We love our trees!
Tulane University is recognizable by its mature live oak, crape myrtle and bald cypress trees that dot the uptown campus. Those species and others all 1,065 of them are treated with care and regularly surveyed to monitor growth and damage that may be incurred by tropical weather.
Mihnea Dobre, a Tulane staff architect, says the trees are monitored for three reasons: for educational purposes, to monitor maintenance needs and in keeping with the Tulane Tree Policy (yes, we love our trees enough to have a policy and procedure plan).
“Trees add a lot of value to the campus community by reducing the carbon footprint, aesthetically and through heat island reduction,” said Dobre. “If anything happens to impact that value such as flooding, removal or illness, we would want to have it documented and replaced.”
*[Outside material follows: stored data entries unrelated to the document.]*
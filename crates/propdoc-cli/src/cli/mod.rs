//! Command-line interface definition for propdoc.

pub mod enums;

use std::path::PathBuf;

use clap::Parser;

pub use enums::{HeritageArg, VariantArg};

/// propdoc - prop documentation for TypeScript React components
#[derive(Parser, Debug)]
#[command(
    name = "propdoc",
    version,
    about = "Generate prop documentation for TypeScript React components",
    long_about = "propdoc reads TypeScript component sources and prints a JSON document\n\
                  describing each component's props: types, descriptions, required flags\n\
                  and declared default values."
)]
pub struct Cli {
    /// Source files to document
    ///
    /// A single file prints its document. Several files print an object
    /// keyed by path.
    #[arg(required = true, value_name = "FILES")]
    pub files: Vec<PathBuf>,

    /// Configuration file (propdoc.toml or propdoc.json)
    ///
    /// Without this flag, propdoc.toml or propdoc.json in the working
    /// directory is used when present.
    #[arg(long, value_name = "PATH")]
    pub config: Option<PathBuf>,

    /// Output shape
    #[arg(long, value_enum)]
    pub variant: Option<VariantArg>,

    /// How class heritage is turned into component metadata
    #[arg(long, value_enum)]
    pub heritage: Option<HeritageArg>,

    /// Emit union alternatives as `type.value`
    #[arg(long)]
    pub value_sets: bool,

    /// Write output to this file instead of stdout
    #[arg(short, long, value_name = "PATH")]
    pub out: Option<PathBuf>,

    /// Print JSON on a single line
    #[arg(long)]
    pub compact: bool,

    /// Enable verbose logging (debug level)
    #[arg(short, long)]
    pub verbose: bool,

    /// Suppress all output except errors
    #[arg(short, long, conflicts_with = "verbose")]
    pub quiet: bool,

    /// Disable colored output
    #[arg(long)]
    pub no_color: bool,
}
//! The `propdoc` command: load options, document files, write JSON.

use std::fs;
use std::io::Write;
use std::path::Path;

use propdoc::{DocgenOptions, DocsGenerator, GeneratedDoc, render_json, render_json_map};
use tracing::{debug, error, info, warn};

use crate::cli::Cli;
use crate::error::{CliError, Result};

/// Options from configuration with command-line overrides applied.
pub fn resolve_options(args: &Cli) -> Result<DocgenOptions> {
    let mut options = DocgenOptions::load(args.config.as_deref())?;
    if let Some(variant) = args.variant {
        options.output_variant = variant.into();
    }
    if let Some(heritage) = args.heritage {
        options.heritage_mode = heritage.into();
    }
    if args.value_sets {
        options.include_value_sets = true;
    }
    debug!(?options, "resolved options");
    Ok(options)
}

/// Execute the command.
///
/// Documents that could be produced are still written when other files
/// fail; the failures turn into [`CliError::FilesFailed`].
pub fn execute(args: Cli) -> Result<()> {
    let options = resolve_options(&args)?;
    let generator = DocsGenerator::new(options);
    let total = args.files.len();

    let mut docs: Vec<GeneratedDoc> = Vec::with_capacity(total);
    let mut failed = 0;
    for (path, result) in generator.generate_many(args.files.iter().cloned()) {
        match result {
            Ok(doc) => {
                for diagnostic in &doc.diagnostics {
                    warn!(file = %path.display(), "{diagnostic}");
                }
                docs.push(doc);
            }
            Err(err) => {
                error!("{err}");
                failed += 1;
            }
        }
    }

    let pretty = !args.compact;
    if !docs.is_empty() {
        let json = if total == 1 {
            render_json(&docs[0].docgen, pretty)?
        } else {
            render_json_map(&docs, pretty)?
        };
        emit(&json, args.out.as_deref())?;
    }

    info!(documented = docs.len(), failed, "done");
    if failed > 0 {
        return Err(CliError::FilesFailed { failed, total });
    }
    Ok(())
}

fn emit(json: &str, out: Option<&Path>) -> Result<()> {
    match out {
        Some(path) => {
            fs::write(path, format!("{json}\n")).map_err(|error| CliError::Write {
                path: path.to_path_buf(),
                error,
            })?;
            info!(path = %path.display(), "wrote documentation");
        }
        None => {
            let mut stdout = std::io::stdout().lock();
            writeln!(stdout, "{json}")?;
        }
    }
    Ok(())
}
The heat island effect is a term that accounts for the warmer temperatures in areas that are more heavily populated than their rural counterparts.
Did you know there are 263 live oaks, 220 crape myrtles and 111 bald cypress trees on the uptown campus?
For the university"s dedication to protecting its tree population, Tulane was recognized as a Tree Campus USA by the Arbor Day Foundation.
Going forward, as you lean against a cypress to study or lay out a blanket to catch shade from a live oak, know that it isn"t a random tree buried within a forest.
It has been counted. It has been cared for. It is loved.
Here are a few facts about campus trees at Tulane:
- The Newcomb Oaks lining the Newcomb Quad were planted from acorns taken from the original Newcomb campus about 100 years ago.
- The ginkgo biloba tree in front of the Richardson Memorial building may be the oldest specimen of that species in New Orleans.
- The metasequoia tree in front of the School of Architecture can be traced back to seeds collected in China.